MATERIAL TO PROCESS:
<<<<
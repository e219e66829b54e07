//! Error types and context management for registry, grid and solver operations

use std::fmt;
use std::path::PathBuf;

/// Main error type for all tile generation operations
#[derive(Debug)]
pub enum AlgorithmError {
    /// Tile failed the structural validity check
    InvalidTile {
        /// Name of the offending tile (may be empty)
        name: String,
        /// Description of the failed check
        reason: String,
    },

    /// Two tiles in the catalogue share a name
    DuplicateName {
        /// The repeated name
        name: String,
    },

    /// A tile edge has no tile carrying the same label on the opposite side
    ///
    /// Every placed edge must have at least one legal neighbour, otherwise
    /// the catalogue can never be completed around that tile.
    MissingComplement {
        /// Tile whose side lacks a complement
        tile: String,
        /// Direction of the unmatched side
        direction: String,
        /// Edge label that nothing can face
        label: String,
    },

    /// Requested rotation is not allowed for the tile
    InvalidRotation {
        /// Tile being rotated
        tile: String,
        /// Requested angle in degrees
        angle: u16,
    },

    /// Direction label is not part of the topology
    UnknownDirection {
        /// The unrecognised direction
        direction: String,
    },

    /// Grid bounds enclose no cells
    DegenerateBounds {
        /// Axis with inverted bounds
        axis: &'static str,
        /// Lower bound supplied
        min: i32,
        /// Upper bound supplied
        max: i32,
    },

    /// Tileset name does not match any known topology
    UnknownTileset {
        /// Name that was requested
        name: String,
    },

    /// Tile name is not present in the registry
    UnknownTile {
        /// Name that was requested
        name: String,
    },

    /// Position lies outside the grid bounds
    OutOfBounds {
        /// Offending world position (x, y)
        position: [i32; 2],
    },

    /// Every attempt ended without a complete grid
    Unsolved {
        /// Attempts that were run
        attempts: usize,
        /// Seed of the last attempt
        seed: u64,
        /// Whether the last attempt contradicted rather than ran out of steps
        contradiction: bool,
    },

    /// Parameter validation failed
    InvalidParameter {
        /// Name of the invalid parameter
        parameter: &'static str,
        /// Provided value that failed validation
        value: String,
        /// Explanation of why the value is invalid
        reason: String,
    },

    /// General file system operation failure
    FileSystem {
        /// Path involved in the operation
        path: PathBuf,
        /// Description of the operation that failed
        operation: &'static str,
        /// Underlying I/O error
        source: std::io::Error,
    },
}

impl fmt::Display for AlgorithmError {
    fn fmt(&self, f: &mut fmt::Formatter<'_>) -> fmt::Result {
        match self {
            Self::InvalidTile { name, reason } => {
                write!(f, "Invalid tile '{name}': {reason}")
            }
            Self::DuplicateName { name } => {
                write!(f, "Tile name '{name}' is used more than once")
            }
            Self::MissingComplement {
                tile,
                direction,
                label,
            } => {
                write!(
                    f,
                    "Tile '{tile}' has side {label} facing {direction} but no tile carries it on the opposite side"
                )
            }
            Self::InvalidRotation { tile, angle } => {
                write!(f, "Tile '{tile}' cannot be rotated to {angle} degrees")
            }
            Self::UnknownDirection { direction } => {
                write!(f, "Unrecognised direction '{direction}'")
            }
            Self::DegenerateBounds { axis, min, max } => {
                write!(
                    f,
                    "Degenerate bounds on {axis} axis: minimum {min} exceeds maximum {max}"
                )
            }
            Self::UnknownTileset { name } => {
                write!(f, "Unknown tileset '{name}'")
            }
            Self::UnknownTile { name } => {
                write!(f, "No tile named '{name}' in the registry")
            }
            Self::OutOfBounds { position } => {
                write!(
                    f,
                    "Position ({}, {}) lies outside the grid",
                    position[0], position[1]
                )
            }
            Self::Unsolved {
                attempts,
                seed,
                contradiction,
            } => {
                let ending = if *contradiction {
                    "a contradiction"
                } else {
                    "its step budget"
                };
                write!(
                    f,
                    "No solution after {attempts} attempt(s); the last (seed {seed}) ended with {ending}"
                )
            }
            Self::InvalidParameter {
                parameter,
                value,
                reason,
            } => {
                write!(f, "Invalid parameter '{parameter}' = '{value}': {reason}")
            }
            Self::FileSystem {
                path,
                operation,
                source,
            } => {
                write!(
                    f,
                    "File system error during {operation} on '{}': {source}",
                    path.display()
                )
            }
        }
    }
}

impl std::error::Error for AlgorithmError {
    fn source(&self) -> Option<&(dyn std::error::Error + 'static)> {
        match self {
            Self::FileSystem { source, .. } => Some(source),
            _ => None,
        }
    }
}

/// Convenience type alias for algorithm results
pub type Result<T> = std::result::Result<T, AlgorithmError>;

/// Additional context to enrich error messages
#[derive(Debug, Clone, Default)]
pub struct ErrorContext {
    /// Path involved in the failing operation
    pub path: Option<PathBuf>,
    /// Operation being performed
    pub operation: Option<&'static str>,
}

/// Enriches errors with the file state of a failing operation
pub trait WithContext<T> {
    /// Add context to a Result
    ///
    /// # Errors
    ///
    /// Propagates the original error with additional context applied
    fn with_context(self, context: ErrorContext) -> Result<T>;
}

impl<T, E> WithContext<T> for std::result::Result<T, E>
where
    E: Into<AlgorithmError>,
{
    fn with_context(self, context: ErrorContext) -> Result<T> {
        self.map_err(|e| {
            let mut error = e.into();
            if let AlgorithmError::FileSystem {
                path, operation, ..
            } = &mut error
            {
                if let Some(p) = context.path {
                    *path = p;
                }
                if let Some(op) = context.operation {
                    *operation = op;
                }
            }
            error
        })
    }
}

impl From<std::io::Error> for AlgorithmError {
    fn from(err: std::io::Error) -> Self {
        Self::FileSystem {
            path: PathBuf::from("<unknown>"),
            operation: "unknown",
            source: err,
        }
    }
}

/// Create an invalid parameter error
pub fn invalid_parameter(
    parameter: &'static str,
    value: &impl ToString,
    reason: &impl ToString,
) -> AlgorithmError {
    AlgorithmError::InvalidParameter {
        parameter,
        value: value.to_string(),
        reason: reason.to_string(),
    }
}

/// Create an invalid tile error
pub fn invalid_tile(name: &str, reason: &impl ToString) -> AlgorithmError {
    AlgorithmError::InvalidTile {
        name: name.to_string(),
        reason: reason.to_string(),
    }
}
>>>>
Lines holding the string "source" in the records: how many are there? Give only the number.

SOLUTION TO THIS EXERCISE: 6